Nancy Duarte of Duarte Inc: Shaping Stories That Bring Us Home

What Were You Thinking? With John Ortberg

Communications expert Nancy Duarte is the global leader behind some of the most influential visual messages in business and culture. As CEO of Duarte, Inc., Nancy helps leaders and companies find their voices—through presentation development, speaker coaching, and communication strategy. Nancy’s journey to the moment she realized that “stories” are our most effective communication tool came from being vulnerable with her own story. Faced with potentially having to shut the doors of her own business during the dot com bust of 2001, Nancy allowed authenticity and vulnerability to guide her steps through rebuilding and refocusing on what she did best—helping people navigate and tell their own stories with that same authenticity and vulnerability.
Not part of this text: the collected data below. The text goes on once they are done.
//! Flash an ELF image to a single device.

use tracing::{debug, error, info, warn};

use super::{OpCtx, OpFlow};
use crate::can::CanBackend;
use crate::comms::DeviceStats;
use crate::elf::FirmwareElf;
use crate::events::{CommsEvent, LogLevel, ProgressHandler};
use crate::flash_map::FlashMap;

/// Error codes surfaced through the progress callback.
const ERR_ELF: i32 = -1;
const ERR_MACHINE: i32 = -2;
const ERR_LINK: i32 = -3;

/// Progress band for the page-flashing phase.
const FLASH_BAND_START: i32 = 15;
const FLASH_BAND_END: i32 = 99;

enum Phase {
    /// PROG_REQ sent, waiting for the device to report unlocked.
    AwaitUnlock,
    /// Pages are going out one at a time.
    Flashing { map: FlashMap, retries: u32 },
}

/// Flashes an ELF's loadable segments to one device, page by page.
///
/// Unlocks the device first but deliberately does not send PROG_DONE at the
/// end: leaving the device unlocked lets a caller flash several images into
/// one unlock window and re-lock with a single [`super::StopDevicesOp`].
pub struct FlashElfOp {
    dev_id: u8,
    elf_data: Vec<u8>,
    on_progress: ProgressHandler,
    elf: Option<FirmwareElf>,
    phase: Phase,
}

impl FlashElfOp {
    pub fn new(dev_id: u8, elf_data: Vec<u8>, on_progress: ProgressHandler) -> Self {
        Self {
            dev_id,
            elf_data,
            on_progress,
            elf: None,
            phase: Phase::AwaitUnlock,
        }
    }

    fn report(&mut self, message: &str, progress: i32) {
        (self.on_progress)(message, progress);
    }

    pub(crate) fn start<C: CanBackend>(&mut self, ctx: &mut OpCtx<'_, C>) -> OpFlow {
        let dev_id = self.dev_id;

        if self.elf_data.is_empty() {
            self.report(&format!("No ELF supplied for 0x{dev_id:02X}"), ERR_ELF);
            return OpFlow::Done;
        }

        // [0..4]: parse the image in memory.
        self.report(&format!("Loading ELF for 0x{dev_id:02X}"), 0);
        match FirmwareElf::parse(&self.elf_data) {
            Ok(elf) => self.elf = Some(elf),
            Err(e) => {
                error!(dev_id, error = %e, "ELF parse failed");
                ctx.log(LogLevel::Error, &format!("ELF parse failed: {e}"));
                self.report(&format!("Failed to load ELF for 0x{dev_id:02X}"), ERR_ELF);
                return OpFlow::Done;
            }
        }
        self.report(&format!("ELF loaded for 0x{dev_id:02X}"), 4);

        // [5..9]: request programming mode; resumed by ProgStarted.
        self.report(&format!("Unlocking 0x{dev_id:02X} to flash ELF"), 5);
        if let Err(e) = ctx.comms.prog_start(ctx.can, dev_id) {
            error!(dev_id, error = %e, "CAN link failed");
            self.report(&format!("CAN link failed: {e}"), ERR_LINK);
            return OpFlow::Done;
        }
        OpFlow::Pending
    }

    pub(crate) fn handle_event<C: CanBackend>(
        &mut self,
        ctx: &mut OpCtx<'_, C>,
        event: &CommsEvent,
    ) -> OpFlow {
        if event.dev_id() != self.dev_id {
            // Not the device we are flashing.
            return OpFlow::Pending;
        }

        match (&mut self.phase, *event) {
            (Phase::AwaitUnlock, CommsEvent::ProgStarted { stats, .. }) => {
                self.on_unlocked(ctx, stats)
            }

            (Phase::Flashing { .. }, CommsEvent::PageFlashed { page_addr, .. }) => {
                self.on_page_flashed(ctx, page_addr)
            }

            (
                Phase::Flashing { map, retries },
                CommsEvent::PageFlashErrored {
                    page_addr,
                    expected_crc,
                    received_crc,
                    ..
                },
            ) => {
                // The engine dropped the page; re-enqueue the same bytes.
                // Retries are unbounded: a device that keeps mis-reading a
                // page keeps getting it until the operation is abandoned.
                *retries += 1;
                let retries = *retries;
                warn!(
                    dev_id = self.dev_id,
                    page_addr = format!("0x{page_addr:08X}"),
                    expected = format!("0x{expected_crc:04X}"),
                    received = format!("0x{received_crc:04X}"),
                    retries,
                    "Page CRC mismatch, retrying"
                );

                let Some(data) = map.pages().get(&page_addr).cloned() else {
                    warn!(
                        dev_id = self.dev_id,
                        page_addr = format!("0x{page_addr:08X}"),
                        "CRC error for a page not in the flash map"
                    );
                    return OpFlow::Pending;
                };
                ctx.log(
                    LogLevel::Warning,
                    &format!(
                        "CRC mismatch on page 0x{page_addr:08X} (retry {retries}), rewriting"
                    ),
                );
                if let Err(e) = ctx.comms.flash_page(ctx.can, self.dev_id, page_addr, data) {
                    error!(dev_id = self.dev_id, error = %e, "CAN link failed");
                    self.report(&format!("CAN link failed: {e}"), ERR_LINK);
                    return OpFlow::Done;
                }
                OpFlow::Pending
            }

            _ => OpFlow::Pending,
        }
    }

    /// Device is unlocked: check compatibility, build the page map and push
    /// the first page out.
    fn on_unlocked<C: CanBackend>(&mut self, ctx: &mut OpCtx<'_, C>, stats: DeviceStats) -> OpFlow {
        let dev_id = self.dev_id;
        // Parsed in start(); the phase guarantees we only get here after it.
        let Some(elf) = self.elf.take() else {
            return OpFlow::Pending;
        };

        self.report(&format!("0x{dev_id:02X} unlocked"), 9);

        // [10]: the device names the e_machine it accepts.
        self.report(
            &format!("Checking if 0x{dev_id:02X} is compatible with ELF"),
            10,
        );
        if stats.elf_machine != elf.machine {
            error!(
                dev_id,
                device_machine = stats.elf_machine,
                elf_machine = elf.machine,
                "ELF machine mismatch"
            );
            ctx.log(
                LogLevel::Error,
                &format!(
                    "0x{dev_id:02X} has machine type {} but ELF e_machine is {}",
                    stats.elf_machine, elf.machine
                ),
            );
            self.report(&format!("0x{dev_id:02X} ELF machine mismatch"), ERR_MACHINE);
            return OpFlow::Done;
        }

        // [11..14]: carve the segments into pages.
        self.report(&format!("Building ELF flash map for 0x{dev_id:02X}"), 11);
        let map = FlashMap::new(stats.page_size, &elf.segments);
        if map.num_pages() == 0 {
            info!(dev_id, "ELF has no flashable content");
            self.report(&format!("Nothing to flash to 0x{dev_id:02X}"), 100);
            return OpFlow::Done;
        }
        debug!(
            dev_id,
            pages = map.num_pages(),
            page_size = stats.page_size,
            "Flash map built"
        );
        self.report(
            &format!("Flashing {} pages to 0x{dev_id:02X}", map.num_pages()),
            14,
        );

        // [15..99]: one page in flight at a time keeps progress linear.
        let first = map.first_page().map(|(addr, data)| (addr, data.clone()));
        self.phase = Phase::Flashing { map, retries: 0 };
        match first {
            Some((addr, data)) => {
                if let Err(e) = ctx.comms.flash_page(ctx.can, dev_id, addr, data) {
                    error!(dev_id, error = %e, "CAN link failed");
                    self.report(&format!("CAN link failed: {e}"), ERR_LINK);
                    return OpFlow::Done;
                }
                OpFlow::Pending
            }
            None => OpFlow::Pending,
        }
    }

    fn on_page_flashed<C: CanBackend>(&mut self, ctx: &mut OpCtx<'_, C>, page_addr: u32) -> OpFlow {
        let dev_id = self.dev_id;
        let Phase::Flashing { map, .. } = &mut self.phase else {
            return OpFlow::Pending;
        };

        if map.pages().remove(&page_addr).is_none() {
            warn!(
                dev_id,
                page_addr = format!("0x{page_addr:08X}"),
                "Commit reported for a page not in the flash map"
            );
        }

        if map.is_done() {
            let num_pages = map.num_pages();
            self.report(
                &format!("Flashed {num_pages} pages to 0x{dev_id:02X}"),
                100,
            );
            return OpFlow::Done;
        }

        let flashed = map.flashed();
        let num_pages = map.num_pages();
        let span = (FLASH_BAND_END - FLASH_BAND_START) as usize;
        let progress = (FLASH_BAND_START + (span * flashed / num_pages) as i32).min(FLASH_BAND_END);

        let next = map.first_page().map(|(addr, data)| (addr, data.clone()));
        self.report(
            &format!("Flashed page 0x{page_addr:08X} to 0x{dev_id:02X} ({flashed} of {num_pages})"),
            progress,
        );

        let Some((addr, data)) = next else {
            return OpFlow::Pending;
        };
        if let Err(e) = ctx.comms.flash_page(ctx.can, dev_id, addr, data) {
            error!(dev_id, error = %e, "CAN link failed");
            self.report(&format!("CAN link failed: {e}"), ERR_LINK);
            return OpFlow::Done;
        }
        OpFlow::Pending
    }
}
John and Nancy discuss how we all long to be part of a great story, but that the only way “great stories” are born is by living in what Nancy calls the “messy middle.” They show us although we can’t guarantee our stories will turn out exactly as we’d like, when we hold on to deeper values and honor others, they may turn out better than we ever imagined. 

 

Links, Products and Resources Mentioned:

 

Nancy Duarte

Duarte, Inc.

Nancy Duarte TEDx talk

Cisco

UCLA

Al Gore, An Inconvenient Truth

Joseph Campbell, The Hero’s Journey

George MacDonald, Thomas Wingfold

Abraham Lincoln Second Inaugural Speech reference



Interview Quotes:

“In life, we're constantly in the messy middle. You fail. You try. You get the girl, you lose, or you get bitten. And what's fascinating is the part that a lot of people don't realize is that in storytelling, the hero or the protagonist is on an inner journey and an outer journey.” 

– Nancy Duarte

 

“I looked at the rise and fall—the rise of tension and release of it—the cathartic release of story. I really studied—is there a rise and fall to great presentation? That's when I made the structural discovery that the greatest communicators use this, and that tension is built by painting a picture of the current status quo, and then this picture of a future reality—and the brain is programmed to understand [that] contrast.” 

– Nancy Duarte

 

“We love landing home, and there's something about home that is comfortable and safe. So that's part of the arc of a story. You start in your ordinary world, you go into a special world, and then you come back to your ordinary world with gifts and tools and skills you didn't have that you get to use back in your ordinary world. So it's a lot about transforming and coming home changed.” 

– Nancy Duarte

 

“The thing about telling a story that's inconclusive, and it's not done yet, is you give the audience [the choice] to jump into your story and help make it a happy ending.” 

– Nancy Duarte

 

“The sensing parts of your brain, every sensing part of your brain fires when a story is being told, and it doesn't do that with any other communication medium. Also, while you're listening to a story, your critical and analytical mind is suspended, and you'll be opened up to things that you may not have believed or considered before. There's so many things that happen in the human brain while a story's being told.” 

– Nancy Duarte

 

“I try to make a way for people to have human flourishing and a way for people to develop into something they never thought they could believe or become, because that's what happened to me. I feel like, God, if I could do this, God, anybody could do this.” 

– Nancy Duarte

 

“In life, we're constantly in the messy middle. The hero is always on both an outer journey and an inner journey. . . . We begin at home, and then we spend most of our lives in that difficult adventure, and then at the end we come back home. And it is story, not bullet points, not PowerPoints, not outlines. It's story that touches people's hearts and penetrates their minds and changes people's lives. You can have a great story that can change the world. I hope you do.”